J'allai ensuite faire mes adieux à Monsieur Odillon. Il n'était pas encore remis des secousses qu'il avait éprouvées. Il put cependant trouver quelques paroles de consolation et d'encouragement, et ce fut, avec la plus grande émotion que nous nous séparâmes.
ANGELINE.
La voie qui me restait à suivre était désormais toute tracée. Réparer le mal que j'avais fait, tel était mon devoir et la détermination que j'avais prise. Je suis heureux aujourd'hui du témoignage de ma conscience qui me dit que je n'ai pas forfait à mon serment.
Il me fallait, aller rejoindre Angeline. L'affreux malheur qui était venu fondre sur elle me l'avait rendu encore plus chère, s'il était possible, car à l'amour paternel que je lui portais rejoignait un sentiment d'incommensurable pitié.
Je passai le reste de la journée à acheter des provisions en abondance ainsi que des étoffes et des vêtements de toutes sortes. Le lendemain matin, accompagné de quatre hommes vigoureux que j'avais choisis et engagés, je me dirigeai vers le Lac St. Jean où je devais la rencontrer. Nous marchâmes pondant quatre jours et quatre nuits sans prendre que justement le temps nécessaire pour les repas et le repos qui nous étaient indispensables, j'avais hâte d'arriver et pourtant je redoutais le moment où elle me demanderait des nouvelles d'Attenousse, car je savais que ce serait la première question que sa mère et elle me poseraient.

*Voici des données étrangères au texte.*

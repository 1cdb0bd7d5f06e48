//! # ride-cli
//!
//! Command-line interface for the ride lifecycle engine.
//!
//! - `ride create/accept/start/complete/cancel` — drive a ride through its lifecycle
//! - `ride show/list` — inspect rides visible to the caller
//! - `ride driver register/list` — manage driver profiles
//! - `ride reconcile` — repair driver credits that failed after completion
//!
//! State lives under `<project-root>/.ride/`. Every command that acts as a
//! user needs a bearer token (`--token` or `RIDE_TOKEN`) listed in
//! `.ride/config.toml`.

mod commands;
mod config;

use std::path::PathBuf;

use clap::{Parser, Subcommand};
use tracing_subscriber::EnvFilter;

use config::{LoggingSettings, RideConfig, RideSettings};

/// Ride lifecycle CLI — request, assign and track rides.
#[derive(Parser)]
#[command(name = "ride", version, about)]
struct Cli {
    /// Project root directory (defaults to current directory).
    #[arg(long, default_value = ".", global = true)]
    project_root: PathBuf,

    /// Bearer token identifying the caller.
    #[arg(long, env = "RIDE_TOKEN", hide_env_values = true, global = true)]
    token: Option<String>,

    #[command(subcommand)]
    command: Commands,
}

#[derive(Subcommand)]
enum Commands {
    #[command(flatten)]
    Ride(commands::ride::RideCommands),
    /// Manage driver profiles.
    Driver {
        #[command(subcommand)]
        command: commands::driver::DriverCommands,
    },
    /// Credit drivers for completed rides whose credit failed.
    Reconcile,
}

fn main() -> anyhow::Result<()> {
    let cli = Cli::parse();
    let project_root = cli.project_root.canonicalize().unwrap_or(cli.project_root);
    let config = RideConfig::for_project(&project_root);
    let settings = RideSettings::load_or_default(&config.config_file)?;
    init_tracing(&settings.logging)?;

    let session = commands::Session::open(&config, &settings, cli.token.as_deref())?;
    let result = match &cli.command {
        Commands::Ride(command) => commands::ride::execute(command, &session),
        Commands::Driver { command } => commands::driver::execute(command, &session),
        Commands::Reconcile => commands::reconcile::execute(&session),
    };
    session.finish();
    result
}

/// Logs go to stderr so they don't interleave with command output.
fn init_tracing(logging: &LoggingSettings) -> anyhow::Result<()> {
    let filter = match EnvFilter::try_from_default_env() {
        Ok(filter) => filter,
        Err(_) => EnvFilter::try_new(format!(
            "ride_lifecycle={level},ride_store_sqlite={level},ride={level}",
            level = logging.level
        ))?,
    };

    let builder = tracing_subscriber::fmt()
        .with_env_filter(filter)
        .with_writer(std::io::stderr)
        .with_ansi(false);
    if logging.json {
        builder.json().init();
    } else {
        builder.init();
    }
    Ok(())
}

La quatrième nuit, du haut d'une éminence, par un beau clair de lune, je pus contempler le campement d'une partie de la tribu qui reposait paisiblement sur les bords du lac. Je voyais la fumée qui s'échappait de chaque toit et s'élevait en ondoyant pour se perdre dans l'immensité des cieux.
Je pressai alors ma poitrine à deux mains pour arrêter les palpitations de mon coeur qui semblait prêt à en sortir. Un des indiens qui m'accompagnait me désigna la demeure d'Angeline. Je sentais en descendant la pente qui y conduisait mes jambes faiblir sous moi. Les chiens de garde poussaient des hurlements inquiets et plaintifs pour avertir leurs maîtres que des étrangers arrivaient, j'avançais toujours malgré la certitude où j'étais que j'allais porter le désespoir dans cet intérieur. Quelques sauvages sortirent pour se rendre compte de ce bruit insolite. Presque tous me reconnurent lorsque je passai devant eux, mais ils rentrèrent précipitamment, croyant que c'était plutôt mon esprit qui venait les visiter tant ils étaient certains de ma mort et tant était grande la superstition qui les dominait, malgré les lumières que le christianisme leur avait données.
Enfin, je réussis à dominer quelque peu mon émotion et me dirigeai vers la demeure de ma pauvre Angeline. Mes deux chiens que j'avais laissés avant mon départ et qui avaient toujours montré pour elle un attachement sans bornes, étaient étendus à la porte l'oeil et l'oreille au guet, comme deux vigilantes sentinelles. Lorsqu'ils entendirent le bruit de mes pas, ils se levèrent et poussèrent d'affreux hurlements auxquels répondirent tous les autres chiens de la tribu, puis dès qu'ils virent que nous nous avancions vers la porte qu'ils gardaient soigneusement, ils s'élancèrent vers nous le poil hérissé, l'oeil ardent, nous montrant deux rangées de dents formidables. On eut dit qu'ils voulaient nous barrer le passage. Je me sentis touché de ce dévouement si vrai et si désintéressé; je les appelai par leurs noms, ils reconnurent ma voix. D'un saut, ils furent auprès de moi, vinrent me lécher les mains, firent mille cabrioles en avant et autour de moi, allèrent japper joyeusement à la porte pour leur apprendre qu'un ami arrivait puis recommençaient leurs gambades tant leur joie était délirante.